1.2.3 Carbon Usage Effectiveness (CUE)

Carbon Usage Effectiveness (CUE) is described in ISO/IEC 30134-8 / EN 50600-4-8. The document is not yet published and is expected for 2022.
Image without caption
The draft proposes 3 categories to assess and report carbon emissions:
  • Category 1 (basic): accounting of external and internal DC electricity, reported in CO2 emissions
  • Category 2 (intermediate): accounting of external and internal DC electricity, all additional DC energy supply and all additional DC emission sources, reported in CO2 equivalents
  • Category 3 (advanced): reserved for future use

IT Hardware

2.1 Energy consumption

The total energy consumption of the hardware can already be delivered by the data center facility owner. However, to get more detailed information on the relationship between energy consumption and IT performance. The following metrics can be calculated once the data on the IT hardware is collected.
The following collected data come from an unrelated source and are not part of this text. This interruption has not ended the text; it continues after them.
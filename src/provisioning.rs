// This Source Code Form is subject to the terms of the Mozilla Public
// License, v. 2.0. If a copy of the MPL was not distributed with this
// file, You can obtain one at https://mozilla.org/MPL/2.0/.

/*! Provisioning profile parsing.

A mobile provisioning profile is a CMS `SignedData` structure whose
encapsulated content is a property list binding a team and application
identity to entitlement constraints.

The embedded signature is verified before any payload content is exposed:
a profile whose signature does not verify is rejected outright rather than
partially trusted. Callers holding a trust anchor can additionally pin the
signer's certificate chain with [ProvisioningProfile::parse_with_anchors].
*/

use {
    crate::error::CodesignError,
    cryptographic_message_syntax::SignedData,
    log::info,
    x509_certificate::CapturedX509Certificate,
};

/// Well-known entitlement keys used to derive the team identifier.
const TEAM_IDENTIFIER_ENTITLEMENT: &str = "com.apple.developer.team-identifier";
const APPLICATION_IDENTIFIER_ENTITLEMENT: &str = "application-identifier";

/// Whether a certificate chains to one of the given anchors using only
/// certificates embedded in the signed data.
fn chains_to_anchor(
    signed_data: &SignedData,
    cert: &CapturedX509Certificate,
    anchors: &[CapturedX509Certificate],
) -> bool {
    let trusted_bytes = |candidate: &CapturedX509Certificate| {
        anchors
            .iter()
            .any(|anchor| anchor.constructed_data() == candidate.constructed_data())
    };

    if trusted_bytes(cert) {
        return true;
    }

    let mut current = cert;

    // Walk issuers through the embedded chain. Bounded by the certificate
    // count so issuer loops terminate.
    for _ in 0..=signed_data.certificates().count() {
        if anchors
            .iter()
            .any(|anchor| current.verify_signed_by_certificate(anchor).is_ok())
        {
            return true;
        }

        let issuer = signed_data.certificates().find(|candidate| {
            candidate.constructed_data() != current.constructed_data()
                && current.verify_signed_by_certificate(*candidate).is_ok()
        });

        match issuer {
            Some(issuer) => {
                if trusted_bytes(issuer) {
                    return true;
                }
                current = issuer;
            }
            None => return false,
        }
    }

    false
}

/// A parsed and signature-verified provisioning profile.
pub struct ProvisioningProfile {
    payload: plist::Dictionary,
}

impl ProvisioningProfile {
    /// Parse a provisioning profile, verifying its embedded signature.
    ///
    /// Every signer's cryptographic signature and message digest must
    /// verify against the encapsulated payload. Verification failure yields
    /// [CodesignError::ProfileSignatureInvalid] and the payload is never
    /// exposed.
    pub fn parse(data: &[u8]) -> Result<Self, CodesignError> {
        Self::parse_internal(data, None)
    }

    /// Like [Self::parse], additionally requiring the signer's certificate
    /// to chain to one of the supplied trust anchors.
    pub fn parse_with_anchors(
        data: &[u8],
        anchors: &[CapturedX509Certificate],
    ) -> Result<Self, CodesignError> {
        Self::parse_internal(data, Some(anchors))
    }

    fn parse_internal(
        data: &[u8],
        anchors: Option<&[CapturedX509Certificate]>,
    ) -> Result<Self, CodesignError> {
        let signed_data = SignedData::parse_ber(data)?;

        let mut signer_seen = false;

        for signer in signed_data.signers() {
            signer_seen = true;

            signer
                .verify_signature_with_signed_data(&signed_data)
                .map_err(|_| CodesignError::ProfileSignatureInvalid)?;
            signer
                .verify_message_digest_with_signed_data(&signed_data)
                .map_err(|_| CodesignError::ProfileSignatureInvalid)?;

            if let Some(anchors) = anchors {
                let (_, serial) = signer
                    .certificate_issuer_and_serial()
                    .ok_or(CodesignError::ProfileSignatureInvalid)?;

                let signer_cert = signed_data
                    .certificates()
                    .find(|cert| cert.serial_number_asn1() == serial)
                    .ok_or(CodesignError::ProfileSignatureInvalid)?;

                if !chains_to_anchor(&signed_data, signer_cert, anchors) {
                    return Err(CodesignError::ProfileSignatureInvalid);
                }
            }
        }

        if !signer_seen {
            return Err(CodesignError::ProfileSignatureInvalid);
        }

        let content = signed_data
            .signed_content()
            .ok_or_else(|| {
                CodesignError::ProfileMalformedPayload("no encapsulated content".to_string())
            })?;

        let payload = plist::Value::from_reader(std::io::Cursor::new(content))
            .map_err(|e| CodesignError::ProfileMalformedPayload(format!("{}", e)))?
            .into_dictionary()
            .ok_or_else(|| {
                CodesignError::ProfileMalformedPayload("payload is not a dictionary".to_string())
            })?;

        info!(
            "parsed provisioning profile: {}",
            payload
                .get("Name")
                .and_then(|v| v.as_string())
                .unwrap_or("<unnamed>")
        );

        Ok(Self { payload })
    }

    /// The decoded profile payload.
    pub fn payload(&self) -> &plist::Dictionary {
        &self.payload
    }

    /// The entitlements constraints embedded in the profile, if any.
    pub fn entitlements(&self) -> Option<&plist::Dictionary> {
        self.payload.get("Entitlements").and_then(|v| v.as_dictionary())
    }

    /// Derive the team identifier.
    ///
    /// Resolution order: the profile's `TeamIdentifier` list, the explicit
    /// team identifier entitlement, then the prefix of the application
    /// identifier entitlement.
    pub fn team_identifier(&self) -> Result<String, CodesignError> {
        if let Some(team) = self
            .payload
            .get("TeamIdentifier")
            .and_then(|v| v.as_array())
            .and_then(|values| values.first())
            .and_then(|v| v.as_string())
        {
            return Ok(team.to_string());
        }

        if let Some(entitlements) = self.entitlements() {
            if let Some(team) = entitlements
                .get(TEAM_IDENTIFIER_ENTITLEMENT)
                .and_then(|v| v.as_string())
            {
                return Ok(team.to_string());
            }

            // The application identifier is `<team id>.<bundle id>`.
            if let Some(app_id) = entitlements
                .get(APPLICATION_IDENTIFIER_ENTITLEMENT)
                .and_then(|v| v.as_string())
            {
                if let Some((prefix, _)) = app_id.split_once('.') {
                    if !prefix.is_empty() {
                        return Ok(prefix.to_string());
                    }
                }
            }
        }

        Err(CodesignError::ProfileTeamIdNotFound)
    }
}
2.1.1 Energy consumed by hardware components (Idling vs working)

For this comparison between the idling and working energy consumption we can take the data from the data center operator on hardware energy consumption and combine it with the data from the hardware owner on utilization.
We will get one absolute energy consumption number for the idling and working state in kWh per hour.

2.1.2 Amount of useful energy consumed (Data center energy productivity )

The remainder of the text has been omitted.